ARQAAM

ARQAAM is a landmark exhibition that showcases cutting edge artworks of digital artists working today, presented over the blockchain for the first time ever. With artists hailing from Egypt, Sri Lanka, Syria, Kenya, Palestine, South Korea, and Armenia among others, this multimedia NFT collection gives us a unique glimpse into the practices and forms being explored by African, Arab and Asian artists in 2021. ARQAAM marks the first and largest regional NFT exhibition, timed with the launch of the region’s first symposium on CryptoArt and the Blockchain.

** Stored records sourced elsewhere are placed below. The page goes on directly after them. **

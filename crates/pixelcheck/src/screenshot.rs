//! Recorded screenshot expectations.

use crate::raster::ShadedRegion;
use serde::{Deserialize, Serialize};

/// One acceptable recorded image
#[derive(Debug, Clone, PartialEq, Eq, Hash, Serialize, Deserialize)]
pub struct Alternative {
    /// Path of the saved image, relative to the test scope
    pub path: String,
    /// Content hash of the saved image
    pub hash: String,
}

impl Alternative {
    /// Create a new alternative
    #[must_use]
    pub fn new(path: impl Into<String>, hash: impl Into<String>) -> Self {
        Self {
            path: path.into(),
            hash: hash.into(),
        }
    }
}

/// A recorded expectation: the main image plus any accepted alternatives
#[derive(Debug, Clone, PartialEq, Serialize, Deserialize)]
pub struct ScreenshotCheck {
    /// Identifier of the owning test
    pub test_id: String,
    /// Human-readable test name
    pub test_name: String,
    /// Scope the image paths are resolved against
    pub scope: String,
    /// Main recorded image
    pub main: Alternative,
    /// Further images accepted as equivalent
    #[serde(default)]
    pub alternatives: Vec<Alternative>,
    /// Algorithm the hashes were recorded with
    pub hash_algorithm: String,
    /// Test-specific minimum confidence (0.0 - 1.0)
    #[serde(default)]
    pub confidence: f64,
    /// Regions excluded from pixel comparison
    #[serde(default)]
    pub shaded: Vec<ShadedRegion>,
}

impl ScreenshotCheck {
    /// Create a check with a single recorded image
    #[must_use]
    pub fn new(
        test_id: impl Into<String>,
        scope: impl Into<String>,
        path: impl Into<String>,
        hash: impl Into<String>,
    ) -> Self {
        let test_id = test_id.into();
        Self {
            test_name: test_id.clone(),
            test_id,
            scope: scope.into(),
            main: Alternative::new(path, hash),
            alternatives: Vec::new(),
            hash_algorithm: "SHA-256".to_string(),
            confidence: 0.0,
            shaded: Vec::new(),
        }
    }

    /// Set the test name
    #[must_use]
    pub fn with_test_name(mut self, name: impl Into<String>) -> Self {
        self.test_name = name.into();
        self
    }

    /// Add an alternative image
    #[must_use]
    pub fn with_alternative(mut self, path: impl Into<String>, hash: impl Into<String>) -> Self {
        self.alternatives.push(Alternative::new(path, hash));
        self
    }

    /// Set the hash algorithm name
    #[must_use]
    pub fn with_hash_algorithm(mut self, algorithm: impl Into<String>) -> Self {
        self.hash_algorithm = algorithm.into();
        self
    }

    /// Set the test-specific confidence minimum
    #[must_use]
    pub const fn with_confidence(mut self, confidence: f64) -> Self {
        self.confidence = confidence;
        self
    }

    /// Exclude a region from comparison
    #[must_use]
    pub fn with_shaded(mut self, region: ShadedRegion) -> Self {
        self.shaded.push(region);
        self
    }

    /// Main image followed by alternatives, in recorded order
    pub fn candidates(&self) -> impl Iterator<Item = &Alternative> {
        std::iter::once(&self.main).chain(self.alternatives.iter())
    }

    /// Whether `hash` matches the main image or any alternative
    #[must_use]
    pub fn knows_hash(&self, hash: &str) -> bool {
        self.candidates().any(|alt| alt.hash == hash)
    }
}

#[cfg(test)]
mod tests {
    use super::*;

    #[test]
    fn test_candidates_order() {
        let check = ScreenshotCheck::new("t1", "scope", "main.png", "h0")
            .with_alternative("alt1.png", "h1")
            .with_alternative("alt2.png", "h2");
        let paths: Vec<_> = check.candidates().map(|a| a.path.as_str()).collect();
        assert_eq!(paths, vec!["main.png", "alt1.png", "alt2.png"]);
        assert!(check.knows_hash("h2"));
        assert!(!check.knows_hash("h3"));
    }

    #[test]
    fn test_defaults() {
        let check = ScreenshotCheck::new("t1", "scope", "main.png", "h0");
        assert_eq!(check.test_name, "t1");
        assert_eq!(check.hash_algorithm, "SHA-256");
        assert!(check.shaded.is_empty());
    }
}
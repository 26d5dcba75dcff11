//! Width/height gate.

use super::{Check, CheckResult, CheckType, Comparison};
use crate::diff::{AlternativeDiff, PropertyValue};
use crate::result::PixelCheckResult;

/// Fails unless captured and saved images have identical dimensions
#[derive(Debug, Clone, Copy, Default)]
pub struct DimensionCheck;

impl DimensionCheck {
    fn matches(comparison: &Comparison) -> bool {
        match (&comparison.current, &comparison.saved) {
            (Some(current), Some(saved)) => current.dimensions() == saved.dimensions(),
            _ => false,
        }
    }
}

impl Check for DimensionCheck {
    fn check_type(&self) -> CheckType {
        CheckType::Dimension
    }

    fn run(&self, result: &mut CheckResult) -> bool {
        Self::matches(&result.comparison)
    }

    fn diff(&self, diff: &mut AlternativeDiff) -> PixelCheckResult<bool> {
        let kind = CheckType::Dimension;
        let current = diff.comparison.current.as_ref().map(|c| c.dimensions());
        let saved = diff.comparison.saved.as_ref().map(|s| s.dimensions());
        if let Some((w, h)) = current {
            diff.set_property(kind, "current_width", PropertyValue::Number(f64::from(w)));
            diff.set_property(kind, "current_height", PropertyValue::Number(f64::from(h)));
        } else {
            diff.log("current image unavailable");
        }
        if let Some((w, h)) = saved {
            diff.set_property(kind, "saved_width", PropertyValue::Number(f64::from(w)));
            diff.set_property(kind, "saved_height", PropertyValue::Number(f64::from(h)));
        }
        let matches = Self::matches(&diff.comparison);
        if let (false, Some((cw, ch)), Some((sw, sh))) = (matches, current, saved) {
            diff.log(format!("dimensions differ: current {cw}x{ch}, saved {sw}x{sh}"));
        }
        Ok(matches)
    }
}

The exhibition is curated by Adham Hafez and Mona Gamil, and is produced by Wizara, a leading blockchain-based platform specializing in arts and culture from Asian and African practitioners.

أرقام

أول معرض مختص يعرض أحدث الأعمال الفنية للفنانين الرقميين العاملين اليوم على البلوكتشين او سلسلة الكتل. مع فنانين من مصر وسريلانكا وسوريا وكينيا وفلسطين وكوريا الجنوبية وأرمينيا من بين آخرين ، يقوم المعرض باستكشاف مجموعة اعمال فنية متعددة الوسائط و التقنيات. يوفر المعرض لمحة فريدة عن الممارسات والأشكال التي يستكشفها الفنانون في آسيا وإفريقيا في عام 2021. يتم اطلاق أرقام بالتزامن مع مؤتمر معني بالانتاج الرقمي المحلي و تقنيات البلوكتشين

قام بتنسيق المعرض و المؤتمر القيميين أدهم حافظ و منى جميل

المعرض من انتاج و نتظيم منصة وزارة

Curatorial Statement

At a time defined by fast paced changes in our world, manifesting environmentally, technologically, economically and politically, we look at our present with a double gaze. We look back into our past thinking of the genealogy of how we are here now, how we ended in crisis or in technical triumph. And we look into the future, thinking of where we could go next, a colonized Mars or a more equitable inhabitable Earth. A moment defined by anxiety, speculation, reinvention and restructuring.

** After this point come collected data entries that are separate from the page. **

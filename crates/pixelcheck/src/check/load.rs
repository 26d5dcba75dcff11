//! Loading of the recorded image.

use super::{Check, CheckResult, CheckType, Comparison};
use crate::diff::{AlternativeDiff, PropertyValue};
use crate::result::PixelCheckResult;
use crate::store::ImageStore;
use std::sync::Arc;

/// Loads the alternative's saved image. Failing this fails the alternative.
#[derive(Clone)]
pub struct LoadRecordedCheck {
    store: Arc<dyn ImageStore>,
}

impl std::fmt::Debug for LoadRecordedCheck {
    fn fmt(&self, f: &mut std::fmt::Formatter<'_>) -> std::fmt::Result {
        f.debug_struct("LoadRecordedCheck").finish_non_exhaustive()
    }
}

impl LoadRecordedCheck {
    /// Create a check reading from `store`
    #[must_use]
    pub fn new(store: Arc<dyn ImageStore>) -> Self {
        Self { store }
    }

    fn load(&self, comparison: &mut Comparison) -> bool {
        if comparison.saved.is_none() {
            comparison.saved = self
                .store
                .load(&comparison.scope, &comparison.alternative.path);
        }
        if comparison.saved.is_none() {
            tracing::info!(
                scope = %comparison.scope,
                path = %comparison.alternative.path,
                "pixelcheck.load.missing"
            );
        }
        comparison.saved.is_some()
    }
}

impl Check for LoadRecordedCheck {
    fn check_type(&self) -> CheckType {
        CheckType::LoadRecorded
    }

    fn run(&self, result: &mut CheckResult) -> bool {
        self.load(&mut result.comparison)
    }

    fn diff(&self, diff: &mut AlternativeDiff) -> PixelCheckResult<bool> {
        let loaded = self.load(&mut diff.comparison);
        let path = diff.comparison.alternative.path.clone();
        if !loaded {
            diff.log(format!("recorded image {path} could not be loaded"));
        }
        diff.set_property(CheckType::LoadRecorded, "path", PropertyValue::Text(path));
        diff.set_property(CheckType::LoadRecorded, "loaded", PropertyValue::Flag(loaded));
        Ok(loaded)
    }
}

#[cfg(test)]
mod tests {
    use super::*;
    use crate::screenshot::ScreenshotCheck;
    use crate::store::MemoryImageStore;
    use image::{Rgba, RgbaImage};

    #[test]
    fn test_loads_from_scope() {
        let store = Arc::new(MemoryImageStore::new());
        store.insert("suite", "main.png", RgbaImage::from_pixel(2, 2, Rgba([0, 0, 0, 255])));
        let screenshot = ScreenshotCheck::new("t", "suite", "main.png", "h");
        let mut result =
            CheckResult::new(Comparison::new(&screenshot, screenshot.main.clone(), None, None));
        let check = LoadRecordedCheck::new(store);
        assert!(check.run(&mut result));
        assert!(result.comparison.saved.is_some());
    }

    #[test]
    fn test_missing_image_fails() {
        let store = Arc::new(MemoryImageStore::new());
        let screenshot = ScreenshotCheck::new("t", "suite", "gone.png", "h");
        let mut result =
            CheckResult::new(Comparison::new(&screenshot, screenshot.main.clone(), None, None));
        assert!(!LoadRecordedCheck::new(store).run(&mut result));
    }
}
//! Pixel-exact comparison.

use super::{Check, CheckResult, CheckType};
use crate::config::ShadingConfig;
use crate::diff::{AlternativeDiff, PropertyValue};
use crate::hint_mask::HintMaskHelper;
use crate::raster::{same_rgb, RasterImage, ShadedRegion, TRANSPARENT};
use crate::result::PixelCheckResult;
use crate::summary::PixelSummary;
use image::Rgba;
use rayon::prelude::*;
use std::collections::BTreeSet;

/// Colour of a strictly failing pixel in the review image
pub const STRICT_FAIL_COLOR: Rgba<u8> = Rgba([255, 0, 0, 255]);

/// Compare every RGB pixel, skipping `excluded` regions, one column per task.
///
/// Both images must have the same dimensions.
#[must_use]
pub fn strict_scan(current: &RasterImage, saved: &RasterImage, excluded: &[ShadedRegion]) -> PixelSummary {
    let (width, height) = current.dimensions();
    let columns: Vec<(u32, BTreeSet<u32>)> = (0..width)
        .into_par_iter()
        .map(|x| {
            let rows = (0..height)
                .filter(|&y| !excluded.iter().any(|r| r.contains(x, y)))
                .filter(|&y| !same_rgb(current.get_pixel(x, y), saved.get_pixel(x, y)))
                .collect();
            (x, rows)
        })
        .collect();
    PixelSummary::from_columns(u64::from(width) * u64::from(height), columns)
}

/// Zero differing pixels outside shaded regions
#[derive(Debug, Clone)]
pub struct StrictCheck {
    check_shaded: bool,
    margin: u32,
    hints: HintMaskHelper,
}

impl StrictCheck {
    /// Create a strict check
    #[must_use]
    pub const fn new(shading: &ShadingConfig, hints: HintMaskHelper) -> Self {
        Self {
            check_shaded: shading.check_shaded,
            margin: shading.margin,
            hints,
        }
    }

    fn excluded(&self, shaded: &[ShadedRegion]) -> Vec<ShadedRegion> {
        if self.check_shaded {
            Vec::new()
        } else {
            shaded.iter().map(|r| r.inflate(self.margin)).collect()
        }
    }

    fn render(current: &RasterImage, summary: &PixelSummary, excluded: &[ShadedRegion]) -> RasterImage {
        let (width, height) = current.dimensions();
        RasterImage::from_fn(width, height, |x, y| {
            if summary.contains(x, y) {
                STRICT_FAIL_COLOR
            } else if excluded.iter().any(|r| r.contains(x, y)) {
                TRANSPARENT
            } else {
                let Rgba([r, g, b, _]) = *current.get_pixel(x, y);
                Rgba([r / 2, g / 2, b / 2, 128])
            }
        })
    }
}

impl Check for StrictCheck {
    fn check_type(&self) -> CheckType {
        CheckType::Strict
    }

    fn run(&self, result: &mut CheckResult) -> bool {
        let comparison = &mut result.comparison;
        let Some((current, saved)) = comparison.image_pair() else {
            return false;
        };
        let excluded = self.excluded(&comparison.shaded);
        let summary = strict_scan(&current, &saved, &excluded);
        let passed = summary.is_empty();
        comparison.set_strict_summary(summary);
        passed
    }

    fn diff(&self, diff: &mut AlternativeDiff) -> PixelCheckResult<bool> {
        let kind = CheckType::Strict;
        let Some((current, saved)) = diff.comparison.image_pair() else {
            diff.log("strict comparison needs both images");
            return Ok(false);
        };
        if current.dimensions() != saved.dimensions() {
            diff.log("strict comparison skipped: dimensions differ");
            return Ok(false);
        }
        let excluded = self.excluded(&diff.comparison.shaded);
        let summary = strict_scan(&current, &saved, &excluded);
        let (width, height) = current.dimensions();
        diff.set_property(kind, "failed_pixels", PropertyValue::Number(summary.failed_count() as f64));
        diff.set_property(kind, "total_pixels", PropertyValue::Number(summary.total_pixels() as f64));
        diff.set_image(kind, Self::render(&current, &summary, &excluded));
        diff.set_hint(kind, self.hints.render(&summary, width, height));
        let passed = summary.is_empty();
        diff.comparison.set_strict_summary(summary);
        Ok(passed)
    }
}

#[cfg(test)]
mod tests {
    use super::*;

    fn gray(w: u32, h: u32) -> RasterImage {
        RasterImage::from_pixel(w, h, Rgba([100, 100, 100, 255]))
    }

    #[test]
    fn test_identical_images_have_no_failures() {
        let a = gray(10, 10);
        let summary = strict_scan(&a, &a.clone(), &[]);
        assert!(summary.is_empty());
        assert_eq!(summary.total_pixels(), 100);
    }

    #[test]
    fn test_alpha_is_ignored() {
        let a = gray(4, 4);
        let b = RasterImage::from_pixel(4, 4, Rgba([100, 100, 100, 0]));
        assert!(strict_scan(&a, &b, &[]).is_empty());
    }

    #[test]
    fn test_differences_are_recorded_per_column() {
        let a = gray(10, 10);
        let mut b = gray(10, 10);
        b.put_pixel(3, 4, Rgba([101, 100, 100, 255]));
        b.put_pixel(3, 7, Rgba([0, 0, 0, 255]));
        b.put_pixel(8, 0, Rgba([100, 100, 99, 255]));
        let summary = strict_scan(&a, &b, &[]);
        assert_eq!(summary.failed_count(), 3);
        assert_eq!(summary.column_indices(), vec![3, 8]);
        assert!(summary.contains(3, 7));
    }

    #[test]
    fn test_shaded_region_excluded() {
        let a = gray(10, 10);
        let mut b = gray(10, 10);
        b.put_pixel(5, 5, Rgba([0, 0, 0, 255]));
        b.put_pixel(0, 0, Rgba([0, 0, 0, 255]));
        let summary = strict_scan(&a, &b, &[ShadedRegion::new(4, 4, 3, 3)]);
        assert_eq!(summary.failed_count(), 1);
        assert!(summary.contains(0, 0));
    }

    #[test]
    fn test_check_shaded_compares_everything() {
        let check = StrictCheck::new(
            &ShadingConfig {
                check_shaded: true,
                margin: 5,
            },
            HintMaskHelper::default(),
        );
        assert!(check.excluded(&[ShadedRegion::new(0, 0, 2, 2)]).is_empty());
        let margin_only = StrictCheck::new(
            &ShadingConfig {
                check_shaded: false,
                margin: 1,
            },
            HintMaskHelper::default(),
        );
        assert_eq!(
            margin_only.excluded(&[ShadedRegion::new(2, 2, 2, 2)]),
            vec![ShadedRegion::new(1, 1, 4, 4)]
        );
    }
}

While not thematically curated, the exhibition explores multiple intersecting questions, on representation of nature in the arts, the future of the human body in the age of AI and the blockchain, memory in relation to ancestry, and hidden digital genealogies. The exhibition was developed in close collaboration with the invited artists, through durational conversations, collaborations, and creative research.

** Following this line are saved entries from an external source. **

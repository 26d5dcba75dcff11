//! Per-channel tolerance comparison of the strict failures.

use super::{Check, CheckResult, CheckType};
use crate::diff::{AlternativeDiff, PropertyValue};
use crate::hint_mask::HintMaskHelper;
use crate::raster::{RasterImage, TRANSPARENT};
use crate::result::PixelCheckResult;
use crate::summary::PixelSummary;
use image::Rgba;
use rayon::prelude::*;
use std::collections::BTreeSet;

/// Tolerance evaluation of one pixel pair
#[derive(Debug, Clone, Copy, PartialEq, Eq)]
pub struct FuzzyPixel {
    /// Visualisation colour; transparent when every channel is within tolerance
    pub color: Rgba<u8>,
    /// Largest absolute channel difference
    pub component: u16,
    /// Sum of absolute channel differences
    pub global: u16,
    /// Some channel differs by more than the tolerance
    pub failing: bool,
}

/// Compare the RGB channels of two pixels under `tolerance`.
///
/// Each channel maps to `128 + excess / 2`, where `excess` is the signed
/// difference beyond the tolerance, so the visualisation pixel is mid-grey
/// on channels that are within tolerance.
#[must_use]
pub fn fuzzy_pixel(current: &Rgba<u8>, saved: &Rgba<u8>, tolerance: u8) -> FuzzyPixel {
    let t = i16::from(tolerance);
    let mut channels = [0u8; 3];
    let mut component = 0u16;
    let mut global = 0u16;
    let mut failing = false;
    for (i, channel) in channels.iter_mut().enumerate() {
        let diff = i16::from(current.0[i]) - i16::from(saved.0[i]);
        let abs = diff.unsigned_abs();
        component = component.max(abs);
        global += abs;
        let excess = if diff > t {
            diff - t
        } else if diff < -t {
            diff + t
        } else {
            0
        };
        failing |= excess != 0;
        *channel = (128 + excess / 2).clamp(0, 255) as u8;
    }
    let color = if failing {
        Rgba([channels[0], channels[1], channels[2], 255])
    } else {
        TRANSPARENT
    };
    FuzzyPixel {
        color,
        component,
        global,
        failing,
    }
}

/// Result of re-examining the strict failures under tolerance
#[derive(Debug, Clone)]
pub struct FuzzyScan {
    /// Pixels still failing
    pub summary: PixelSummary,
    /// Largest channel difference among the strict failures
    pub max_component: u16,
    /// Largest summed difference among the strict failures
    pub max_global: u16,
    /// Visualisation colour of every still-failing pixel
    pub pixels: Vec<(u32, u32, Rgba<u8>)>,
}

impl FuzzyScan {
    /// Paint the failing pixels onto a transparent canvas
    #[must_use]
    pub fn render(&self, width: u32, height: u32) -> RasterImage {
        let mut image = RasterImage::new(width, height);
        for (x, y, color) in &self.pixels {
            if *x < width && *y < height {
                image.put_pixel(*x, *y, *color);
            }
        }
        image
    }
}

/// Re-examine only `strict` failures, one column per task
#[must_use]
pub fn fuzzy_scan(current: &RasterImage, saved: &RasterImage, strict: &PixelSummary, tolerance: u8) -> FuzzyScan {
    let columns: Vec<(u32, Vec<(u32, FuzzyPixel)>)> = strict
        .column_indices()
        .into_par_iter()
        .map(|x| {
            let rows = strict
                .column(x)
                .map(|rows| {
                    rows.iter()
                        .map(|&y| (y, fuzzy_pixel(current.get_pixel(x, y), saved.get_pixel(x, y), tolerance)))
                        .collect()
                })
                .unwrap_or_default();
            (x, rows)
        })
        .collect();

    let mut max_component = 0;
    let mut max_global = 0;
    let mut pixels = Vec::new();
    let mut failing_columns = Vec::with_capacity(columns.len());
    for (x, rows) in columns {
        let mut failing = BTreeSet::new();
        for (y, px) in rows {
            max_component = max_component.max(px.component);
            max_global = max_global.max(px.global);
            if px.failing {
                failing.insert(y);
                pixels.push((x, y, px.color));
            }
        }
        failing_columns.push((x, failing));
    }
    FuzzyScan {
        summary: PixelSummary::from_columns(strict.total_pixels(), failing_columns),
        max_component,
        max_global,
        pixels,
    }
}

/// Passes when every strict failure is within tolerance
#[derive(Debug, Clone)]
pub struct FuzzyCheck {
    tolerance: u8,
    hints: HintMaskHelper,
}

impl FuzzyCheck {
    /// Create a fuzzy check
    #[must_use]
    pub const fn new(tolerance: u8, hints: HintMaskHelper) -> Self {
        Self { tolerance, hints }
    }
}

impl Check for FuzzyCheck {
    fn check_type(&self) -> CheckType {
        CheckType::Fuzzy
    }

    fn run(&self, result: &mut CheckResult) -> bool {
        let comparison = &mut result.comparison;
        let (Some((current, saved)), Some(strict)) =
            (comparison.image_pair(), comparison.strict_summary().cloned())
        else {
            return false;
        };
        let scan = fuzzy_scan(&current, &saved, &strict, self.tolerance);
        let passed = scan.summary.is_empty();
        comparison.set_fuzzy_summary(scan.summary);
        passed
    }

    fn diff(&self, diff: &mut AlternativeDiff) -> PixelCheckResult<bool> {
        let kind = CheckType::Fuzzy;
        let (Some((current, saved)), Some(strict)) =
            (diff.comparison.image_pair(), diff.comparison.strict_summary().cloned())
        else {
            diff.log("fuzzy comparison needs both images and a strict summary");
            return Ok(false);
        };
        let scan = fuzzy_scan(&current, &saved, &strict, self.tolerance);
        let (width, height) = current.dimensions();
        diff.set_property(kind, "tolerance", PropertyValue::Number(f64::from(self.tolerance)));
        diff.set_property(kind, "failed_pixels", PropertyValue::Number(scan.summary.failed_count() as f64));
        diff.set_property(kind, "max_component_diff", PropertyValue::Number(f64::from(scan.max_component)));
        diff.set_property(kind, "max_global_diff", PropertyValue::Number(f64::from(scan.max_global)));
        diff.set_image(kind, scan.render(width, height));
        diff.set_hint(kind, self.hints.render(&scan.summary, width, height));
        let passed = scan.summary.is_empty();
        diff.comparison.set_fuzzy_summary(scan.summary);
        Ok(passed)
    }
}

#[cfg(test)]
mod tests {
    use super::*;
    use crate::check::strict_scan;
    use proptest::prelude::*;

    #[test]
    fn test_tolerance_boundary() {
        let a = Rgba([100, 100, 100, 255]);
        assert!(!fuzzy_pixel(&a, &Rgba([110, 100, 100, 255]), 10).failing);
        assert!(fuzzy_pixel(&a, &Rgba([111, 100, 100, 255]), 10).failing);
        assert!(!fuzzy_pixel(&a, &Rgba([90, 110, 90, 255]), 10).failing);
    }

    #[test]
    fn test_resolved_pixel_is_transparent() {
        let px = fuzzy_pixel(&Rgba([10, 10, 10, 255]), &Rgba([12, 8, 10, 255]), 2);
        assert_eq!(px.color, TRANSPARENT);
        assert_eq!(px.component, 2);
        assert_eq!(px.global, 4);
    }

    #[test]
    fn test_visualisation_channels() {
        // current - saved = +30, -30, 0 with tolerance 10 => excess +20, -20, 0
        let px = fuzzy_pixel(&Rgba([130, 70, 50, 255]), &Rgba([100, 100, 50, 255]), 10);
        assert!(px.failing);
        assert_eq!(px.color, Rgba([138, 118, 128, 255]));
    }

    #[test]
    fn test_scan_only_revisits_strict_failures() {
        let a = RasterImage::from_pixel(6, 6, Rgba([50, 50, 50, 255]));
        let mut b = a.clone();
        b.put_pixel(1, 1, Rgba([53, 50, 50, 255]));
        b.put_pixel(4, 2, Rgba([90, 50, 50, 255]));
        let strict = strict_scan(&a, &b, &[]);
        assert_eq!(strict.failed_count(), 2);
        let scan = fuzzy_scan(&a, &b, &strict, 5);
        assert_eq!(scan.summary.failed_count(), 1);
        assert!(scan.summary.contains(4, 2));
        assert_eq!(scan.max_component, 40);
        let image = scan.render(6, 6);
        assert_eq!(*image.get_pixel(1, 1), TRANSPARENT);
        assert_eq!(image.get_pixel(4, 2).0[3], 255);
    }

    proptest! {
        #[test]
        fn prop_within_tolerance_never_fails(base in any::<[u8; 3]>(), delta in any::<[i8; 3]>(), t in any::<u8>()) {
            let shifted: Vec<u8> = base
                .iter()
                .zip(delta.iter())
                .map(|(b, d)| {
                    let bounded = i16::from(*d).clamp(-i16::from(t), i16::from(t));
                    (i16::from(*b) + bounded).clamp(0, 255) as u8
                })
                .collect();
            let a = Rgba([base[0], base[1], base[2], 255]);
            let b = Rgba([shifted[0], shifted[1], shifted[2], 255]);
            prop_assert!(!fuzzy_pixel(&a, &b, t).failing);
        }
    }
}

The exhibition is entitled Arqaam. Arqaam (meaning digits, or numbers in Arabic), evokes forgotten histories of shared knowledge practices, accumulated through migration and cohabitation. It evokes the memory of North African, Indian and Persian contributions to mathematics, centuries ago. It reminds us of cognitive injustices and singular narratives that define artistic discourses today, that oftentimes exclude non-western aesthetics and narratives. While we continue to use Arabic numerals for everything from paying a bill to building the blockchain, our contemporary world is distant from that history of knowledge sharing and cohabitation. The playful title ‘Arqaam’ is not trying to rewrite the present through an imagined past, and it does not aim to build a nostalgic frame over our reality today. It attempts to signal a new moment in the brief and recent history of contemporary art within the non-fungible tokens space. A moment of multiple languages, histories, etymologies and ontologies. A moment of entering into the conversation, naming and renaming definitions, and working collaboratively.